Tal Coat, Ponctué,1972
Tal Coat, Ponctué, 1972

mercredi 31 décembre 2014

Vision d'après le phare

Ma vision je l'ai eue dit-elle, d'un trait brun d'aquarelle, ma vision, j'ai eu ma vision, et qu'importent la fin du tableau, les heures d'indécision, les yeux plissés à scruter l'invisible, qu'importent ma virginité fanée et les amours que je n'ai pas vécues. Sur nos plages changeantes, par la maison venteuse il a fallu marcher dans l'ombre des enfants grandis. Combien de crépuscules sans voir le rayon vert, combien de morts dans l'ombre des portes, de visages rongés par l'oubli?
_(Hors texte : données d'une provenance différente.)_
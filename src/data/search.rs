//! Naive multi-sheet substring search

use std::collections::HashSet;

use serde::Serialize;

use crate::client::SheetRow;

/// Results kept after ranking
pub const MAX_RESULTS: usize = 50;

/// Top results whose matched field feeds the suggestions
pub const SUGGESTION_SOURCES: usize = 5;

/// Score for a field equal to the query
const EXACT_SCORE: u32 = 10;

/// Score for a field containing the query
const PARTIAL_SCORE: u32 = 1;

/// A matching row with its provenance
#[derive(Debug, Clone, PartialEq, Serialize)]
pub struct SearchHit {
    #[serde(flatten)]
    pub row: SheetRow,

    #[serde(rename = "_sheet")]
    pub sheet: String,

    #[serde(rename = "_score")]
    pub score: u32,

    /// Last field that contributed to the score
    #[serde(rename = "_field")]
    pub field: String,
}

impl SearchHit {
    /// The row with `_sheet`, `_score` and `_field` appended
    pub fn to_row(&self) -> SheetRow {
        let mut row = self.row.clone();
        row.insert("_sheet", self.sheet.clone());
        row.insert("_score", self.score.to_string());
        row.insert("_field", self.field.clone());
        row
    }

    /// Value of the matched field
    pub fn matched_value(&self) -> &str {
        self.row.value(&self.field)
    }
}

#[derive(Debug, Clone, Default, PartialEq, Serialize)]
pub struct SearchResults {
    pub results: Vec<SearchHit>,
    pub suggestions: Vec<String>,
}

impl SearchResults {
    pub fn is_empty(&self) -> bool {
        self.results.is_empty()
    }
}

/// Lowercased, trimmed form of a query. `None` for a blank query.
pub fn normalize_query(query: &str) -> Option<String> {
    let q = query.trim().to_lowercase();
    (!q.is_empty()).then_some(q)
}

/// Score one row against a normalized query over `fields`.
///
/// Returns the total and the last field with a nonzero score, or `None`
/// when nothing matched.
pub fn score_row(row: &SheetRow, fields: &[&str], query: &str) -> Option<(u32, String)> {
    let mut total = 0;
    let mut matched = None;

    for field in fields {
        let value = row.value(field).to_lowercase();
        let score = if value == query {
            EXACT_SCORE
        } else if value.contains(query) {
            PARTIAL_SCORE
        } else {
            0
        };

        if score > 0 {
            total += score;
            matched = Some(*field);
        }
    }

    matched.map(|f| (total, f.to_string()))
}

/// Accumulates hits across sheets, skipping rows already seen in a sheet
#[derive(Debug, Default)]
pub struct Collector {
    hits: Vec<SearchHit>,
    seen: HashSet<String>,
}

impl Collector {
    pub fn new() -> Self {
        Self::default()
    }

    /// Score every row of one sheet and keep the matches
    pub fn scan(&mut self, sheet: &str, rows: &[SheetRow], fields: &[&str], query: &str) {
        for row in rows {
            let Some((score, field)) = score_row(row, fields, query) else {
                continue;
            };

            let content = serde_json::to_string(row).unwrap_or_default();
            if !self.seen.insert(format!("{}_{}", sheet, content)) {
                continue;
            }

            self.hits.push(SearchHit {
                row: row.clone(),
                sheet: sheet.to_string(),
                score,
                field,
            });
        }
    }

    /// Rank by descending score (ties keep scan order), cap, and derive suggestions
    pub fn finish(mut self) -> SearchResults {
        self.hits.sort_by(|a, b| b.score.cmp(&a.score));
        self.hits.truncate(MAX_RESULTS);

        let mut suggestions: Vec<String> = Vec::new();
        for hit in self.hits.iter().take(SUGGESTION_SOURCES) {
            let value = hit.matched_value();
            if !value.is_empty() && !suggestions.iter().any(|s| s == value) {
                suggestions.push(value.to_string());
            }
        }

        SearchResults {
            results: self.hits,
            suggestions,
        }
    }
}
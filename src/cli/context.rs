//! Command execution context
//!
//! Loads and validates configuration once and builds the data service and
//! router the commands work with.

use crate::cli::OutputFormat;
use crate::cli::args::GlobalOptions;
use crate::client::SheetsClient;
use crate::config::Config;
use crate::data::DataService;
use crate::error::Result;
use crate::router::{Router, SitePartials};
use crate::storage::Session;

/// Router over the live sheets API and the configured partial site
pub type PortalRouter = Router<SheetsClient, SitePartials>;

/// Context for command execution containing config and runtime options.
pub struct CommandContext {
    /// Loaded and validated configuration
    pub config: Config,
    /// Output format preference
    pub format: OutputFormat,
}

impl CommandContext {
    /// Create a new command context.
    ///
    /// Loads the config file (or the default location), applies environment
    /// and `--site-url` overrides and validates the result.
    ///
    /// # Errors
    /// Returns error if config cannot be loaded or lacks the API key or
    /// spreadsheet ID.
    pub fn new(opts: &GlobalOptions) -> Result<Self> {
        let mut config = Config::load_at(opts.config_ref())?;
        config.apply_env_overrides();

        if let Some(site) = opts.site_url_ref()
            && !site.trim().is_empty()
        {
            config.site_url = Some(site.to_string());
        }

        config.validate()?;

        Ok(Self {
            config,
            format: opts.format,
        })
    }

    /// Cached data access over the sheets API
    pub fn data_service(&self) -> Result<DataService<SheetsClient>> {
        let client = SheetsClient::from_config(&self.config)?;
        Ok(DataService::new(
            client,
            self.config.sheets.clone(),
            self.config.cache_ttl(),
        ))
    }

    /// Router with the durable session store
    pub fn router(&self) -> Result<PortalRouter> {
        let partials = SitePartials::from_site_url(self.config.site_url.as_deref())?;
        Ok(Router::new(
            self.data_service()?,
            partials,
            Session::open_default(),
        ))
    }
}

#[cfg(test)]
mod tests {
    use super::*;
    use tempfile::TempDir;

    fn opts(path: &std::path::Path, site_url: Option<&str>) -> GlobalOptions {
        GlobalOptions {
            format: OutputFormat::Table,
            config: Some(path.to_string_lossy().into_owned()),
            debug: false,
            site_url: site_url.map(str::to_string),
        }
    }

    #[test]
    fn test_missing_config_file() {
        let dir = TempDir::new().unwrap();
        let err = CommandContext::new(&opts(&dir.path().join("none.yaml"), None))
            .err()
            .unwrap();
        assert!(err.to_string().contains("fmaportal init"));
    }

    #[test]
    fn test_site_url_flag_overrides_config() {
        let dir = TempDir::new().unwrap();
        let path = dir.path().join("config.yaml");
        let config = Config {
            api_key: Some("key".to_string()),
            spreadsheet_id: Some("sheet".to_string()),
            site_url: Some("http://from-config.test".to_string()),
            ..Config::default()
        };
        config.save_to(path.clone()).unwrap();

        let ctx = CommandContext::new(&opts(&path, Some("http://from-flag.test"))).unwrap();

        assert_eq!(ctx.config.site_url.as_deref(), Some("http://from-flag.test"));
        assert_eq!(ctx.format, OutputFormat::Table);
    }

    #[test]
    fn test_incomplete_config_rejected() {
        let dir = TempDir::new().unwrap();
        let path = dir.path().join("config.yaml");
        let config = Config {
            api_key: Some("key".to_string()),
            ..Config::default()
        };
        config.save_to(path.clone()).unwrap();

        let err = CommandContext::new(&opts(&path, None)).err().unwrap();
        assert!(err.to_string().contains("Spreadsheet ID"));
    }
}
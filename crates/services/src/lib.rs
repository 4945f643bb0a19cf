#![forbid(unsafe_code)]

pub mod error;
pub mod quiz_service;
pub mod selector;

pub use error::{QuizServiceError, SelectError};
pub use quiz_service::{ChunkProgress, Outcome, ProgressOverview, QuizService, StatsLine};
pub use selector::answer_options;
Ma vision je l'ai eue cela me justifie dit-elle dans un sourire qui tend son visage froissé de vieille demoiselle, où pleurent, délavés, des yeux d'aquarelle.

dimanche 28 décembre 2014

Polypodes

C'était le soir entre les murs où frémissaient les polypodes et j'ébarbais en les frôlant des plaques de lichen vert-de-gris. Granit de l'enfance, maisons solides de l'ennui, la pluie sur les ardoises, seul bruit des heures d'hiver, la pluie sur les carreaux, sur les volets fermés dès quatre heures et demie. C'était toujours le soir, c'était bientôt la nuit.

jeudi 11 décembre 2014

Les vieilles chéries

Peut-être un jour le souffle court pleureras-tu le sable envolé, la poudre fanée sur les joues vieille rose des pauvres chéries disparues?
Hortensias en chlorose, en vain les ardoises pilées pour bleuir le rose fané des fleurs qu'elles avaient semées, les vieilles chéries moroses?
Peut-être un jour l'idée d'un baiser refusé -un baiser ce n'est pas grand'chose- refusé pour la pause, pour froisser les vieilles chéries dont l'eau de rose nous écœurait, parce que jeunesse est cruauté, qu'elle mord sans cause et sans regret.
Peut-être un jour le souffle court le temps perdu pleureras-tu à ton tour le corps disparu, ces mains tordues d'arthrose, peut-être à ton tour pauvre chose te reviendront les vieilles chéries foutues dont les fleurs décloses ne t'avaient pas ému?